My favourite chapter is Chapter 5, on policies and practices relating to time and place. Did you know that abortion practices and laws restricting them have existed since ancient times, and the Egyptians, Romans, and Greeks all had techniques for terminating pregnancies (e.g. fasting, bloodletting, and ingesting herbs and medicinal plants)? Abortion is currently completely prohibited or only permitted to save a woman’s life in 66 countries, one-quarter of the world’s population). The Russian Soviet Republic was the first country in the work to legalise abortion and provide free abortion care in 1920. Abortion policy and practice has also been complicated by preference for sex selection in South Asia, and the impact of the Zika virus in Latin America. I was also impressed by the agency, bravery, and strategic framing deployed by health workers and policymakers in the face of restrictions and stigma. Doctors in Senegal misclassify post-abortion cases as miscarriages to avoid police intervention. Advocates such as Eunice Brookman-Amissah (the previous Ghanaian Minister of Health) and others successfully lobbied the African Union to identify abortion as a fundamental right in a charter that considers reproductive health to be a human right.
Chapter 6 uses new econometric analysis and applies this to Demographic and Health Survey Data from 51 developing countries, covering 6.3 million women over 14 years, between 1994 and 2009. This is complex, involving the longest formula I’ve ever seen, yet Yana van der Meulen Rodgers makes the analysis and logic accessible. The results show that the global gag rule is associated with a very large increase in the likelihood of women getting an abortion in Latin America and the Caribbean (where there are the most restrictions on abortion) with the next highest increases in sub-Saharan Africa. Only in South and South-East Asia did the policy appear to reduce abortion rates.
You should read this book if you work in public health, maternal health, or reproductive and sexual health, if you work with NGOs or governments, if you are aUS tax payer or if you are a concerned citizen. You should also read this book if you are a student, advocate, or researcher who is interested in understanding a critical and fair analysis of the strengths and weaknesses of different methodological approaches and how learning can be transparently synthesised into clear and compelling arguments.
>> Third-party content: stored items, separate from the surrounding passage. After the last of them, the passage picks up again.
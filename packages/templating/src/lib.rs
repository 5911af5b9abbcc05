#![deny(clippy::all)]

//! Aurelia Templating
//!
//! Compiles HTML templates into view factories and runs the resulting views:
//! binding, attach/detach, slots, content projection, custom elements and
//! attributes, template controllers, resource loading and composition.

// Document model and primitives
pub mod dom;
pub mod selector;
pub mod util;

// Runtime services
pub mod animator;
pub mod config;
pub mod container;
pub mod context;
pub mod error;
pub mod task_queue;

// Binding seam
pub mod binding;

// Compilation
pub mod instructions;
pub mod resources;
pub mod view_compiler;

// Views
pub mod content_selector;
pub mod view;
pub mod view_factory;
pub mod view_slot;

// Behaviors
pub mod behavior;

// Loading and composition
pub mod composition;
pub mod loader;
pub mod module_analyzer;
pub mod view_engine;
pub mod view_strategy;

// Re-exports
pub use animator::{Animator, Completion, NoopAnimator};
pub use behavior::children::{Child, ChildObserver};
pub use behavior::controller::Controller;
pub use behavior::{BehaviorBuilder, Capabilities, HtmlBehaviorResource, ModelType};
pub use composition::{Composed, CompositionContext, CompositionEngine, ViewModelSource};
pub use config::EngineConfig;
pub use container::Container;
pub use context::{BindingContext, ObjectContext, ViewModel};
pub use dom::{Document, NodeId, NodeType};
pub use error::{Result, TemplatingError};
pub use instructions::{BehaviorInstruction, TargetInstruction, ViewCompileInstruction, ViewCreateInstruction};
pub use loader::{Export, Loader, MemoryLoader, ModuleExports};
pub use resources::ViewResources;
pub use task_queue::TaskQueue;
pub use view::View;
pub use view_compiler::{TemplateSource, ViewCompiler};
pub use view_engine::{TemplateLocation, ViewEngine};
pub use view_factory::{BoundViewFactory, CacheSize, ViewFactory, ViewFactoryRef};
pub use view_slot::ViewSlot;
pub use view_strategy::ViewStrategy;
Women’s lives are at stake, and hence this is critically important reading.
1. The global gag rule, also known as the Mexico City policy, restricts any overseas organisation that receives US global health funding from engaging in any abortion-related activity, be it service provision or referrals, or the giving of advice and information (hence the term ‘global gag’), even where abortion is legal in that country, and where the organisation is using its own funds. First enacted by President Ronald Reagan in 1985, it has been rescinded by the two Democratic presidents to date, only to be reinstated during Republican presidencies. The version of the global gag rule as implemented by Donald Trump is the most restrictive yet.